Differential Equations

1 Attachment(s)
I have attached the question images Q43 & Q44. These are my previous year questions, which I was unable to solve. Kindly help me.
Thank you

 Micrm@ss May 14th, 2018 06:31 AM

Why don't you just plug the different solutions into the equation and see whether you get a correct result?

 v8archie May 14th, 2018 09:10 AM

That's certainly the most direct approach.

I think that the first question has an error. None of them look like solutions. I suspect the second also has an error, but it does at least have a solution.

 Lalitha183 May 15th, 2018 09:18 PM

Quote:
 Originally Posted by Micrm@ss (Post 594340) Why don't you just plug the different solutions into the equation and see whether you get a correct result?
Q43. I'm getting the general solution as c1e^(2+sqrt(3))x + c2e^(2-sqrt(3))x
But I'm not sure what else needs to be done to derive one of the solutions given.
Q44. I have substituted the solutions in the D.E and I'm getting option A & B as solutions. Is it correct ?

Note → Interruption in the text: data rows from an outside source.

#[cfg(test)]
mod tests {
    use super::*;
    use httpmock::prelude::*;
    use serde_json::json;

    fn test_options(base_url: String) -> ClientOptions {
        ClientOptions {
            base_url: Some(base_url),
            request_delay: Duration::ZERO,
            shop_lookup_delay: Duration::ZERO,
            timeout: Duration::from_secs(5),
            ..ClientOptions::default()
        }
    }

    fn client_for(server: &MockServer) -> ShopeeClient {
        ShopeeClient::new(test_options(server.base_url()), StopSignal::new()).unwrap()
    }

    fn raw(value: Value) -> RawItem {
        serde_json::from_value(value).unwrap()
    }

    fn keyword_request(keyword: &str) -> SearchRequest {
        SearchRequest {
            keyword: Some(keyword.to_string()),
            max_pages: 3,
            fetch_shop_names: false,
            label: Some(keyword.to_string()),
            ..SearchRequest::default()
        }
    }

    #[test]
    fn test_price_divisor_threshold() {
        assert_eq!(price_divisor(100_000), 100.0);
        assert_eq!(price_divisor(100_001), 100_000.0);
        assert_eq!(price_divisor(0), 100.0);
    }

    #[test]
    fn test_to_product_scales_large_prices() {
        let client = ShopeeClient::new(ClientOptions::default(), StopSignal::new()).unwrap();
        let product = client.to_product(
            &raw(json!({
                "itemid": 11, "shopid": 22, "name": "Power bank",
                "price": 29_900_000, "price_min": 0, "price_max": 39_900_000,
                "currency": "THB", "historical_sold": 1500, "sold": 40,
                "item_rating": {"rating_star": 4.8, "rating_count": [100, 1, 2, 3, 4, 90]},
                "stock": 7
            })),
            Some("power bank"),
        );

        assert_eq!(product.price, 299.0);
        assert_eq!(product.price_min, 299.0);
        assert_eq!(product.price_max, 399.0);
        assert_eq!(product.rating_count, 200);
        assert_eq!(product.rating, 4.8);
        assert_eq!(product.sold_recent, Some(40));
        assert_eq!(product.url, "https://shopee.co.th/product/22/11");
        assert_eq!(product.query.as_deref(), Some("power bank"));
    }

    #[test]
    fn test_to_product_with_missing_fields() {
        let client = ShopeeClient::new(ClientOptions::default(), StopSignal::new()).unwrap();
        let product = client.to_product(&raw(json!({"price": 5000, "item_rating": null})), None);

        assert_eq!(product.title, "");
        assert_eq!(product.price, 50.0);
        assert_eq!(product.price_min, 50.0);
        assert_eq!(product.price_max, 50.0);
        assert_eq!(product.rating, 0.0);
        assert_eq!(product.rating_count, 0);
        assert_eq!(product.sold_recent, None);
        assert_eq!(product.url, "https://shopee.co.th/product/0/0");
    }

    #[test]
    fn test_sort_by_sales_is_stable() {
        let client = ShopeeClient::new(ClientOptions::default(), StopSignal::new()).unwrap();
        let make = |id: i64, sold: i64, recent: Option<i64>| {
            let mut p = client.to_product(&RawItem::default(), None);
            p.itemid = id;
            p.historical_sold = sold;
            p.sold_recent = recent;
            p
        };
        let mut products = vec![
            make(1, 10, None),
            make(2, 50, Some(1)),
            make(3, 50, Some(9)),
            make(4, 10, Some(0)),
        ];
        sort_by_sales(&mut products);
        let ids: Vec<i64> = products.iter().map(|p| p.itemid).collect();
        assert_eq!(ids, vec![3, 2, 1, 4]);
    }

    #[tokio::test]
    async fn test_fetch_paginates_until_empty_page() {
        let server = MockServer::start_async().await;
        let first = server
            .mock_async(|when, then| {
                when.method(GET)
                    .path(SEARCH_PATH)
                    .query_param("keyword", "case")
                    .query_param("newest", "0")
                    .query_param("by", "sales")
                    .query_param("page_type", "search");
                then.status(200).json_body(json!({
                    "items": [
                        {"item_basic": {"itemid": 1, "shopid": 9, "historical_sold": 5, "price": 1000}},
                        {"item_basic": {"itemid": 2, "shopid": 9, "historical_sold": 80, "price": 1000}},
                        "not-an-object"
                    ]
                }));
            })
            .await;
        let second = server
            .mock_async(|when, then| {
                when.method(GET).path(SEARCH_PATH).query_param("newest", "60");
                then.status(200).json_body(json!({"items": []}));
            })
            .await;

        let client = client_for(&server);
        let products = client.fetch_best_sellers(&keyword_request("case")).await.unwrap();

        first.assert_async().await;
        second.assert_async().await;
        assert_eq!(products.len(), 2);
        assert_eq!(products[0].itemid, 2);
        assert_eq!(products[1].itemid, 1);
    }

    #[tokio::test]
    async fn test_min_sold_filter_and_search_filters() {
        let server = MockServer::start_async().await;
        let search = server
            .mock_async(|when, then| {
                when.method(GET)
                    .path(SEARCH_PATH)
                    .query_param("price_min", "100")
                    .query_param("price_max", "500")
                    .query_param("match_id", "42");
                then.status(200).json_body(json!({
                    "items": [
                        {"itemid": 1, "shopid": 1, "historical_sold": 10},
                        {"itemid": 2, "shopid": 1, "historical_sold": 1000}
                    ]
                }));
            })
            .await;

        let client = client_for(&server);
        let request = SearchRequest {
            max_pages: 1,
            min_sold: 100,
            price_min: Some(100),
            price_max: Some(500),
            category_id: Some(42),
            ..keyword_request("lamp")
        };
        let products = client.fetch_best_sellers(&request).await.unwrap();

        search.assert_async().await;
        assert_eq!(products.len(), 1);
        assert_eq!(products[0].itemid, 2);
    }

    #[tokio::test]
    async fn test_shop_mode_and_shop_names() {
        let server = MockServer::start_async().await;
        let listing = server
            .mock_async(|when, then| {
                when.method(GET)
                    .path(SEARCH_PATH)
                    .query_param("page_type", "shop")
                    .query_param("shopid", "77");
                then.status(200).json_body(json!({
                    "items": [{"item_basic": {"itemid": 5, "shopid": 77, "historical_sold": 3}}]
                }));
            })
            .await;
        let detail = server
            .mock_async(|when, then| {
                when.method(GET).path(SHOP_DETAIL_PATH).query_param("shopid", "77");
                then.status(200).json_body(json!({"data": {"name": "Gadget House"}}));
            })
            .await;

        let client = client_for(&server);
        let request = SearchRequest {
            shopid: Some(77),
            max_pages: 1,
            fetch_shop_names: true,
            label: Some("shop:77".to_string()),
            ..SearchRequest::default()
        };
        let products = client.fetch_best_sellers(&request).await.unwrap();

        listing.assert_async().await;
        detail.assert_async().await;
        assert_eq!(products[0].shop_name.as_deref(), Some("Gadget House"));
        assert_eq!(products[0].query.as_deref(), Some("shop:77"));
    }

    #[tokio::test]
    async fn test_failed_shop_lookup_leaves_name_empty() {
        let server = MockServer::start_async().await;
        server
            .mock_async(|when, then| {
                when.method(GET).path(SEARCH_PATH);
                then.status(200).json_body(json!({
                    "items": [{"itemid": 5, "shopid": 8, "historical_sold": 3}]
                }));
            })
            .await;
        server
            .mock_async(|when, then| {
                when.method(GET).path(SHOP_DETAIL_PATH);
                then.status(404);
            })
            .await;

        let mut options = test_options(server.base_url());
        options.max_attempts = 2;
        let client = ShopeeClient::new(options, StopSignal::new()).unwrap();
        let request = SearchRequest {
            max_pages: 1,
            fetch_shop_names: true,
            ..keyword_request("x")
        };
        let products = client.fetch_best_sellers(&request).await.unwrap();

        assert_eq!(products.len(), 1);
        assert_eq!(products[0].shop_name, None);
    }

    #[tokio::test]
    async fn test_rate_limit_exhaustion_yields_no_data() {
        let server = MockServer::start_async().await;
        let limited = server
            .mock_async(|when, then| {
                when.method(GET).path(SEARCH_PATH);
                then.status(429);
            })
            .await;

        let client = client_for(&server);
        let products = client.fetch_best_sellers(&keyword_request("busy")).await.unwrap();

        limited.assert_hits_async(6).await;
        assert!(products.is_empty());
    }

    #[tokio::test]
    async fn test_rate_limited_request_is_retried() {
        let server = MockServer::start_async().await;
        let limited = server
            .mock_async(|when, then| {
                when.method(GET).path(SEARCH_PATH);
                then.status(429);
            })
            .await;

        // 429 後的退避時間內換成正常回應
        let mut options = test_options(server.base_url());
        options.request_delay = Duration::from_millis(500);
        let client = ShopeeClient::new(options, StopSignal::new()).unwrap();
        let request = SearchRequest {
            max_pages: 1,
            ..keyword_request("retry")
        };

        let swap_mocks = async {
            while limited.hits_async().await == 0 {
                tokio::time::sleep(Duration::from_millis(10)).await;
            }
            limited.delete_async().await;
            server
                .mock_async(|when, then| {
                    when.method(GET).path(SEARCH_PATH);
                    then.status(200).json_body(json!({
                        "items": [{"itemid": 1, "shopid": 2, "name": "Fan", "historical_sold": 40}]
                    }));
                })
                .await
        };
        let (products, recovered) = tokio::join!(client.fetch_best_sellers(&request), swap_mocks);
        let products = products.unwrap();

        recovered.assert_hits_async(1).await;
        assert_eq!(products.len(), 1);
        assert_eq!(products[0].title, "Fan");
        assert_eq!(products[0].historical_sold, 40);
    }

    #[tokio::test]
    async fn test_server_error_is_returned_after_last_attempt() {
        let server = MockServer::start_async().await;
        let failing = server
            .mock_async(|when, then| {
                when.method(GET).path(SEARCH_PATH);
                then.status(500);
            })
            .await;

        let mut options = test_options(server.base_url());
        options.max_attempts = 3;
        let client = ShopeeClient::new(options, StopSignal::new()).unwrap();
        let result = client.fetch_best_sellers(&keyword_request("x")).await;

        failing.assert_hits_async(3).await;
        assert!(matches!(
            result,
            Err(ScraperError::HttpStatusError { status: 500, .. })
        ));
    }

    #[tokio::test]
    async fn test_stopped_client_sends_nothing() {
        let server = MockServer::start_async().await;
        let search = server
            .mock_async(|when, then| {
                when.method(GET).path(SEARCH_PATH);
                then.status(200).json_body(json!({"items": []}));
            })
            .await;

        let stop = StopSignal::new();
        stop.stop();
        let client = ShopeeClient::new(test_options(server.base_url()), stop).unwrap();
        let products = client.fetch_best_sellers(&keyword_request("x")).await.unwrap();

        search.assert_hits_async(0).await;
        assert!(products.is_empty());
    }

    #[tokio::test]
    async fn test_default_headers_are_sent() {
        let server = MockServer::start_async().await;
        let search = server
            .mock_async(|when, then| {
                when.method(GET)
                    .path(SEARCH_PATH)
                    .header("accept", "application/json, text/plain, */*")
                    .header("user-agent", DEFAULT_USER_AGENT)
                    .header_exists("referer")
                    .header_exists("accept-language");
                then.status(200).json_body(json!({"items": []}));
            })
            .await;

        let client = client_for(&server);
        client.fetch_best_sellers(&keyword_request("x")).await.unwrap();

        search.assert_async().await;
    }
}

 skipjack May 15th, 2018 11:07 PM

No.

 Country Boy May 16th, 2018 03:03 AM

The characteristic equation for 43 is $r^3- 4r^2+ r= r(r^2- 4r+ 1)= 0$. r= 0 is a root. $r^2- 4r+ 1= r^2- 4r+ 4- 4+ 1= (r+ 2)^2- 3= 0$ so that $r= -2+\sqrt{3}$ and [tex]r= -2- \sqrt{3}[tex] are the other 2 roots.

The general solution to the differential equation is $y= e^{-2x}(C_1e^{-x\sqrt{3}}+ C_2e^{-x\sqrt{3}}+ C_3$. You forgot the constant solution.

For 44 if you set y= x, then y'= 1 and y''= 0 so the equation becomes x(0)- 1+ 1= 0. If y= sin(x+ c) then y'= cos(x+ c) and y''= -sin(x+ c). The equation becomes $-sin^2(x+ c)- cos^2(x+ c)+ 1= 0$. If y= sinh(x+ c) then y'= cosh(x+ c) and y''= sinh(x+ c). The equation becomes [tex]sinh^2(x+ c)- cosh^2(x+ c)+ 1= 0.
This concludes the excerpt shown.